With an eye to the future, the 250-plus-year-old winery keeps ancient Venetian winemaking traditions alive.

Like everything, wines go in and out of style. Through much of the 1800s, fortified wines such as port, sherry, and madeira occupied the tables of in-the-know gourmands. At the fin de siècle, increasingly accessible champagne took over. Later in the 20th century, the still wines of Bordeaux and Burgundy garnered widespread praise before ceding some market share to pioneers in places such as Australia’s Barossa Valley and California’s Napa Valley. In the 1990s, few wines boomed quite as powerfully as amarone, the red wine from Italy’s Veneto region made using the appassimento method, in which grapes are dried on large wooden racks for months before fermentation. The resulting wines are big, soft, and high in alcohol—attributes that were popular throughout the hedonistic 1990s but less so today.

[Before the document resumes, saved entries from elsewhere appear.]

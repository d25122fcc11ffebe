//! Single-Result Wrapper
//!
//! [`CurrentResult`] covers the common case where only "the result for the
//! current selection" matters, and results are produced on demand by some
//! external source (a query, a computation, a request). It keeps recent
//! results live in an [`ActiveCache`] so that re-selecting something seen
//! recently does not produce it again.
//!
//! On each selection the wrapper derives a key. If that key is not
//! materialized it asks the [`ResultSource`] to fetch a result; if it is, it
//! fetches again only when [`ResultSource::refresh`] says so. A source may
//! fail to produce anything, in which case nothing is inserted and
//! [`CurrentResult::current_or`] falls back to the caller's default.
//!
//! A served result is always selected through the cache, so it gets a fresh
//! age and becomes the cache's selected key. A live result whose item was
//! deleted from the full item set is put back into it first.
//!
//! # Examples
//!
//! ```
//! use active_cache::current::{CurrentResult, ResultSource};
//! use core::num::NonZeroUsize;
//!
//! struct Squares {
//!     calls: usize,
//! }
//!
//! impl ResultSource<u32> for Squares {
//!     type Key = u32;
//!     type Value = u64;
//!
//!     fn key_for(&self, selection: &u32) -> u32 {
//!         *selection
//!     }
//!
//!     fn fetch(&mut self, selection: &u32) -> Option<(u32, u64)> {
//!         self.calls += 1;
//!         Some((*selection, u64::from(*selection).pow(2)))
//!     }
//! }
//!
//! let mut source = Squares { calls: 0 };
//! let mut current = CurrentResult::new(NonZeroUsize::new(2));
//!
//! current.select(&mut source, &3);
//! current.select(&mut source, &4);
//! current.select(&mut source, &3);
//!
//! assert_eq!(current.current_or(&0), &9);
//! assert_eq!(source.calls, 2);
//! ```

use crate::cache::ActiveCache;
use core::num::NonZeroUsize;

/// Produces results for selections.
pub trait ResultSource<S: ?Sized> {
    /// Key identifying a result.
    type Key;
    /// The result itself.
    type Value;

    /// Derives the key of the result wanted for `selection`.
    fn key_for(&self, selection: &S) -> Self::Key;

    /// Produces the result for `selection`, or `None` if it is unavailable.
    fn fetch(&mut self, selection: &S) -> Option<(Self::Key, Self::Value)>;

    /// Whether a cached result should be fetched again anyway.
    fn refresh(&self, _selection: &S, _cached: &Self::Value) -> bool {
        false
    }
}

/// How a selection was served by [`CurrentResult::select`].
#[derive(Debug, Clone, Copy, PartialEq, Eq)]
pub enum Served {
    /// The result was already materialized and was reused.
    Cached,
    /// The result was not materialized and was fetched.
    Fetched,
    /// The result was materialized but fetched again on request.
    Refreshed,
    /// The source produced nothing; no result was inserted.
    Unavailable,
}

/// Tracks the single result for the current selection.
#[derive(Debug)]
pub struct CurrentResult<K, V> {
    cache: ActiveCache<K, V>,
    current: Option<K>,
}

impl<K: Ord + Clone, V: Clone> CurrentResult<K, V> {
    /// Creates a wrapper keeping at most `limit` results live.
    pub fn new(limit: Option<NonZeroUsize>) -> Self {
        Self::with_cache(ActiveCache::new(limit))
    }

    /// Wraps an existing cache.
    pub fn with_cache(cache: ActiveCache<K, V>) -> Self {
        Self {
            cache,
            current: None,
        }
    }

    /// The underlying cache.
    #[inline]
    pub fn cache(&self) -> &ActiveCache<K, V> {
        &self.cache
    }

    /// Mutable access to the underlying cache, e.g. to apply bulk updates.
    #[inline]
    pub fn cache_mut(&mut self) -> &mut ActiveCache<K, V> {
        &mut self.cache
    }

    /// Key derived from the most recent selection.
    #[inline]
    pub fn current_key(&self) -> Option<&K> {
        self.current.as_ref()
    }

    /// The live result for the current selection, if any.
    pub fn current(&self) -> Option<&V> {
        self.current.as_ref().and_then(|key| self.cache.get_active(key))
    }

    /// The live result for the current selection, or `default`.
    pub fn current_or<'a>(&'a self, default: &'a V) -> &'a V {
        self.current().unwrap_or(default)
    }

    /// Handles a selection change.
    pub fn select<S, Src>(&mut self, source: &mut Src, selection: &S) -> Served
    where
        S: ?Sized,
        Src: ResultSource<S, Key = K, Value = V>,
    {
        let key = source.key_for(selection);

        let wants_refresh = self
            .cache
            .get_active(&key)
            .map(|cached| source.refresh(selection, cached));

        let served = match wants_refresh {
            Some(false) => {
                self.restore(&key);
                self.cache.select(&key);
                Served::Cached
            }
            wants_refresh => {
                let was_cached = wants_refresh.is_some();
                match source.fetch(selection) {
                    Some((fetched_key, value)) => {
                        self.store(fetched_key, value);
                        if was_cached {
                            Served::Refreshed
                        } else {
                            Served::Fetched
                        }
                    }
                    None => Served::Unavailable,
                }
            }
        };

        tracing::trace!(served = ?served, "current result selection");
        self.current = Some(key);
        served
    }

    /// Feeds a fetched result in as a one-item insert, then selects it.
    ///
    /// A key already in the full item set takes the fetched value, so a
    /// refresh is visible. Either way the key is in the full item set before
    /// the selection, which therefore resolves to it exactly.
    fn store(&mut self, key: K, value: V) {
        if self.cache.contains_key(&key) {
            self.cache.set(&key, value);
        } else {
            self.cache.insert(key.clone(), value);
        }
        self.cache.select(&key);
    }

    /// Puts a live result whose item was deleted back into the full item set.
    fn restore(&mut self, key: &K) {
        if self.cache.contains_key(key) {
            return;
        }
        if let Some(value) = self.cache.get_active(key).cloned() {
            self.cache.insert(key.clone(), value);
        }
    }
}

#[cfg(test)]
mod tests {
    use super::*;
    use alloc::string::String;
    use alloc::vec::Vec;

    /// Source keyed by the selection's first character.
    struct Initials {
        fetched: Vec<String>,
        refresh_on: Option<char>,
        fail: bool,
    }

    impl Initials {
        fn new() -> Self {
            Self {
                fetched: Vec::new(),
                refresh_on: None,
                fail: false,
            }
        }
    }

    impl ResultSource<str> for Initials {
        type Key = char;
        type Value = String;

        fn key_for(&self, selection: &str) -> char {
            selection.chars().next().unwrap_or(' ')
        }

        fn fetch(&mut self, selection: &str) -> Option<(char, String)> {
            if self.fail {
                return None;
            }
            self.fetched.push(String::from(selection));
            Some((self.key_for(selection), String::from(selection)))
        }

        fn refresh(&self, selection: &str, _cached: &String) -> bool {
            self.refresh_on == Some(self.key_for(selection))
        }
    }

    #[test]
    fn test_fetches_only_when_absent() {
        let mut source = Initials::new();
        let mut current = CurrentResult::new(NonZeroUsize::new(2));

        assert_eq!(current.select(&mut source, "apple"), Served::Fetched);
        assert_eq!(current.select(&mut source, "avocado"), Served::Cached);
        assert_eq!(current.current().map(String::as_str), Some("apple"));
        assert_eq!(source.fetched, vec![String::from("apple")]);
    }

    #[test]
    fn test_refresh_predicate_refetches() {
        let mut source = Initials::new();
        source.refresh_on = Some('b');
        let mut current = CurrentResult::new(None);

        current.select(&mut source, "banana");
        assert_eq!(current.select(&mut source, "blueberry"), Served::Refreshed);
        assert_eq!(current.current().map(String::as_str), Some("blueberry"));
        assert_eq!(current.cache().get(&'b').map(String::as_str), Some("blueberry"));
    }

    #[test]
    fn test_unavailable_falls_back_to_default() {
        let mut source = Initials::new();
        source.fail = true;
        let mut current = CurrentResult::new(NonZeroUsize::new(1));
        let default = String::from("nothing yet");

        assert_eq!(current.select(&mut source, "cherry"), Served::Unavailable);
        assert_eq!(current.current_or(&default), "nothing yet");
        assert_eq!(current.current_key(), Some(&'c'));
        assert_eq!(current.cache().active_len(), 0);
    }

    #[test]
    fn test_refresh_of_deleted_live_result_stores_it_again() {
        let mut source = Initials::new();
        source.refresh_on = Some('a');
        let mut current = CurrentResult::new(NonZeroUsize::new(1));

        current.select(&mut source, "apple");
        current.cache_mut().remove(&'a');
        current.cache_mut().insert('b', String::from("banana"));

        assert_eq!(current.select(&mut source, "avocado"), Served::Refreshed);
        assert_eq!(current.current().map(String::as_str), Some("avocado"));
        assert_eq!(current.cache().selected(), Some(&'a'));
        assert_eq!(current.cache().get(&'a').map(String::as_str), Some("avocado"));
        assert!(!current.cache().is_active(&'b'));
    }

    #[test]
    fn test_cached_deleted_result_is_reaged() {
        let mut source = Initials::new();
        let mut current = CurrentResult::new(NonZeroUsize::new(2));

        current.select(&mut source, "apple");
        current.cache_mut().remove(&'a');
        current.cache_mut().insert('b', String::from("banana"));
        current.cache_mut().select(&'b');

        assert_eq!(current.select(&mut source, "apricot"), Served::Cached);
        assert_eq!(current.cache().selected(), Some(&'a'));
        assert!(current.cache().born_at(&'a') > current.cache().born_at(&'b'));
        assert_eq!(current.cache().get(&'a').map(String::as_str), Some("apple"));
        assert_eq!(source.fetched.len(), 1);
    }

    #[test]
    fn test_evicted_result_is_fetched_again() {
        let mut source = Initials::new();
        let mut current = CurrentResult::new(NonZeroUsize::new(1));

        current.select(&mut source, "apple");
        current.select(&mut source, "banana");
        assert!(!current.cache().is_active(&'a'));
        assert_eq!(current.select(&mut source, "apricot"), Served::Fetched);
        assert_eq!(source.fetched.len(), 3);
        assert_eq!(current.current().map(String::as_str), Some("apricot"));
    }
}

According to Raffaele Boscaini, marketing director and coordinator of the technical group at Masi, the family winery of which he is a part of the seventh generation to oversee, amarone may not appeal to every type of drinker, but for those who are attracted to its suave, voluptuous character, there is no replacement. “Amarone is like a steak,” he says. “If I am a vegetarian, of course I don’t eat steak.” It’s a fitting analogy: amarone, with its deep, purplish-red colour can run sanguine, and a popular pairing for it is red meat, particularly braised. However, as with vegetarianism’s rise in popularity, consumer preference in the world of wine has swung to lighter, fruit-forward reds, so leading amarone producers such as Masi are diversifying their products in order to capture a younger demographic.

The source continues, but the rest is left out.